Burdette R A, Quinn D M
J Biol Chem. 1986 Sep 15;261(26):12016-21.
The fatty acyl (lipid) p-nitrophenyl esters p-nitrophenyl caprylate, p-nitrophenyl laurate and p-nitrophenyl palmitate that are incorporated at a few mol % into mixed micelles with Triton X-100 are substrates for bovine milk lipoprotein lipase. When the concentration of components of the mixed micelles is approximately equal to or greater than the critical micelle concentration, time courses for lipoprotein lipase-catalyzed hydrolysis of the esters are described by the integrated form of the Michaelis-Menten equation. Least square fitting to the integrated equation therefore allows calculation of the interfacial kinetic parameters Km and Vmax from single runs. The computational methodology used to determine the interfacial kinetic parameters is described in this paper and is used to determine the intrinsic substrate fatty acyl specificity of lipoprotein lipase catalysis, which is reflected in the magnitude of kcat/Km and kcat. The results for interfacial lipoprotein lipase catalysis, along with previously determined kinetic parameters for the water-soluble esters p-nitrophenyl acetate and p-nitrophenyl butyrate, indicate that lipoprotein lipase has highest specificity for the substrates that have fatty acyl chains of intermediate length (i.e. p-nitrophenyl butyrate and p-nitrophenyl caprylate). The fatty acid products do not cause product inhibition during lipoprotein lipase-catalyzed hydrolysis of lipid p-nitrophenyl esters that are contained in Triton X-100 micelles. The effects of the nucleophiles hydroxylamine, hydrazine, and ethylenediamine on Km and Vmax for lipoprotein lipase catalyzed hydrolysis of p-nitrophenyl laurate are consistent with trapping of a lauryl-lipoprotein lipase intermediate. This mechanism is confirmed by analysis of the product lauryl hydroxamate when hydroxylamine is the nucleophile. Hence, lipoprotein lipase-catalyzed hydrolysis of lipid p-nitrophenyl esters that are contained in Triton X-100 micelles occurs via an interfacial acyl-lipoprotein lipase mechanism that is rate-limited by hydrolysis of the acyl-enzyme intermediate.

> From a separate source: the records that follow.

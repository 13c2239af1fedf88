//! Secure object payloads returned by attested reads
//!
//! A secure object response is a flat TLV sequence carrying the object data,
//! its attributes, attestation metadata and a signature over all of them.

use bytes::{BufMut, Bytes, BytesMut};
use derive_more::Display;
use nexum_se_apdu::{FormatError, utils::decode_tlv_length};
use tracing::trace;

use crate::constants::tags;

/// The kinds of object read from the element
#[derive(Debug, Clone, Copy, PartialEq, Eq, Hash, Display)]
pub enum ObjectKind {
    /// Hardware-generated chain public key
    #[display("public key")]
    PublicKey,
    /// Write-once asset identifier
    #[display("asset")]
    Asset,
    /// Attestation key certificate
    #[display("certificate")]
    Certificate,
}

/// Tags recognised inside a secure object payload
#[derive(Debug, Clone, Copy, PartialEq, Eq, Hash)]
#[repr(u8)]
pub enum ObjectTag {
    /// Object data
    Data = tags::TAG_1,
    /// Attribute blob
    Attributes = tags::TAG_2,
    /// Attestation timestamp
    Timestamp = tags::TAG_3,
    /// Freshness value
    Freshness = tags::TAG_4,
    /// Chip unique identifier
    ChipId = tags::TAG_5,
    /// Signature over the five preceding values
    Signature = tags::TAG_6,
}

impl ObjectTag {
    /// Tags covered by the attestation signature, in signing order
    pub const SIGNED: [Self; 5] = [
        Self::Data,
        Self::Attributes,
        Self::Timestamp,
        Self::Freshness,
        Self::ChipId,
    ];
}

impl TryFrom<u8> for ObjectTag {
    type Error = u8;

    fn try_from(tag: u8) -> Result<Self, u8> {
        match tag {
            tags::TAG_1 => Ok(Self::Data),
            tags::TAG_2 => Ok(Self::Attributes),
            tags::TAG_3 => Ok(Self::Timestamp),
            tags::TAG_4 => Ok(Self::Freshness),
            tags::TAG_5 => Ok(Self::ChipId),
            tags::TAG_6 => Ok(Self::Signature),
            other => Err(other),
        }
    }
}

/// Decoded secure object response with one slot per recognised tag
#[derive(Debug, Clone, Default, PartialEq, Eq)]
pub struct SecureObjectPayload {
    /// Object data (TAG_1)
    pub data: Option<Bytes>,
    /// Attribute blob (TAG_2)
    pub attributes: Option<Bytes>,
    /// Attestation timestamp (TAG_3)
    pub timestamp: Option<Bytes>,
    /// Freshness value (TAG_4)
    pub freshness: Option<Bytes>,
    /// Chip unique identifier (TAG_5)
    pub chip_id: Option<Bytes>,
    /// Signature (TAG_6)
    pub signature: Option<Bytes>,
}

impl SecureObjectPayload {
    /// Parse a response body into its tagged values
    ///
    /// Unrecognised tags are skipped. A repeated tag keeps the last value.
    ///
    /// # Errors
    /// Returns [`FormatError::Truncated`] when a length field or value runs
    /// past the end of the input.
    pub fn parse(body: &Bytes) -> Result<Self, FormatError> {
        let mut payload = Self::default();
        let mut pos = 0;

        while pos < body.len() {
            let tag = body[pos];
            let (len, consumed) = decode_tlv_length(&body[pos + 1..])?;
            let start = pos + 1 + consumed;
            let end = start + len;
            if end > body.len() {
                return Err(FormatError::Truncated {
                    needed: len,
                    available: body.len() - start,
                });
            }

            match ObjectTag::try_from(tag) {
                Ok(tag) => *payload.slot_mut(tag) = Some(body.slice(start..end)),
                Err(unknown) => {
                    trace!(tag = format_args!("{unknown:#04x}"), len, "Skipping unknown tag");
                }
            }
            pos = end;
        }

        Ok(payload)
    }

    /// Value stored under `tag`
    pub const fn get(&self, tag: ObjectTag) -> Option<&Bytes> {
        match tag {
            ObjectTag::Data => self.data.as_ref(),
            ObjectTag::Attributes => self.attributes.as_ref(),
            ObjectTag::Timestamp => self.timestamp.as_ref(),
            ObjectTag::Freshness => self.freshness.as_ref(),
            ObjectTag::ChipId => self.chip_id.as_ref(),
            ObjectTag::Signature => self.signature.as_ref(),
        }
    }

    /// Value stored under `tag`, failing if absent
    pub fn require(&self, tag: ObjectTag) -> Result<&Bytes, FormatError> {
        self.get(tag).ok_or(FormatError::MissingTag(tag as u8))
    }

    const fn slot_mut(&mut self, tag: ObjectTag) -> &mut Option<Bytes> {
        match tag {
            ObjectTag::Data => &mut self.data,
            ObjectTag::Attributes => &mut self.attributes,
            ObjectTag::Timestamp => &mut self.timestamp,
            ObjectTag::Freshness => &mut self.freshness,
            ObjectTag::ChipId => &mut self.chip_id,
            ObjectTag::Signature => &mut self.signature,
        }
    }

    /// Concatenation of the signed values, TAG_1 through TAG_5
    ///
    /// Absent tags contribute nothing.
    pub fn signed_region(&self) -> Bytes {
        let mut region = BytesMut::new();
        for value in ObjectTag::SIGNED.iter().filter_map(|&tag| self.get(tag)) {
            region.put_slice(value);
        }
        region.freeze()
    }
}

/// Fixed-layout attribute record of a secure object
#[derive(Debug, Clone, PartialEq, Eq)]
pub struct Attributes {
    /// Object identifier
    pub object_id: u32,
    /// Object class
    pub object_class: u8,
    /// Authentication indicator
    pub authentication_indicator: u8,
    /// Authentication attempt counter
    pub auth_counter: u16,
    /// Authentication object identifier
    pub auth_id: u32,
    /// Maximum authentication attempts
    pub max_auth_attempts: u8,
    /// Access policy bytes
    pub policy: Bytes,
    /// Origin of the object
    pub origin: u8,
}

impl Attributes {
    /// Length of the fixed fields, policy excluded
    pub const FIXED_LEN: usize = 14;

    /// Parse an attribute blob
    ///
    /// The policy occupies everything between the fixed header and the
    /// trailing origin byte.
    ///
    /// # Errors
    /// Returns [`FormatError::MalformedAttributes`] when the blob is shorter
    /// than the fixed fields.
    pub fn parse(blob: &Bytes) -> Result<Self, FormatError> {
        let len = blob.len();
        if len < Self::FIXED_LEN {
            return Err(FormatError::MalformedAttributes(len));
        }

        Ok(Self {
            object_id: u32::from_be_bytes([blob[0], blob[1], blob[2], blob[3]]),
            object_class: blob[4],
            authentication_indicator: blob[5],
            auth_counter: u16::from_be_bytes([blob[6], blob[7]]),
            auth_id: u32::from_be_bytes([blob[8], blob[9], blob[10], blob[11]]),
            max_auth_attempts: blob[12],
            policy: blob.slice(13..len - 1),
            origin: blob[len - 1],
        })
    }
}

/// A secure object whose attestation signature verified
#[derive(Debug, Clone, PartialEq, Eq)]
pub struct StoredObject {
    /// Object data
    pub data: Bytes,
    /// Parsed attributes
    pub attributes: Attributes,
}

以几摩尔百分比掺入含有 Triton X - 100 的混合胶束中的脂肪酰基(脂质)对硝基苯酯,即对硝基苯辛酸酯、对硝基苯月桂酸酯和对硝基苯棕榈酸酯,是牛乳脂蛋白脂肪酶的底物。当混合胶束的组分浓度约等于或大于临界胶束浓度时,脂蛋白脂肪酶催化酯水解的时间进程可用米氏方程的积分形式来描述。因此,对积分方程进行最小二乘法拟合可通过单次运行计算界面动力学参数 Km 和 Vmax。本文描述了用于确定界面动力学参数的计算方法,并用于确定脂蛋白脂肪酶催化的内在底物脂肪酰基特异性,这反映在 kcat/Km 和 kcat 的大小上。界面脂蛋白脂肪酶催化的结果,连同先前测定的水溶性酯对硝基苯乙酸酯和对硝基苯丁酸酯的动力学参数,表明脂蛋白脂肪酶对具有中等长度脂肪酰基链的底物(即对硝基苯丁酸酯和对硝基苯辛酸酯)具有最高特异性。在脂蛋白脂肪酶催化 Triton X - 100 胶束中所含脂质对硝基苯酯水解过程中,脂肪酸产物不会引起产物抑制。亲核试剂羟胺、肼和乙二胺对脂蛋白脂肪酶催化对硝基苯月桂酸酯水解的 Km 和 Vmax 的影响与月桂酰 - 脂蛋白脂肪酶中间体的捕获一致。当羟胺作为亲核试剂时,通过分析产物月桂基异羟肟酸酯证实了该机制。因此,脂蛋白脂肪酶催化 Triton X - 100 胶束中所含脂质对硝基苯酯的水解是通过界面酰基 - 脂蛋白脂肪酶机制进行的,该机制受酰基 - 酶中间体水解的速率限制。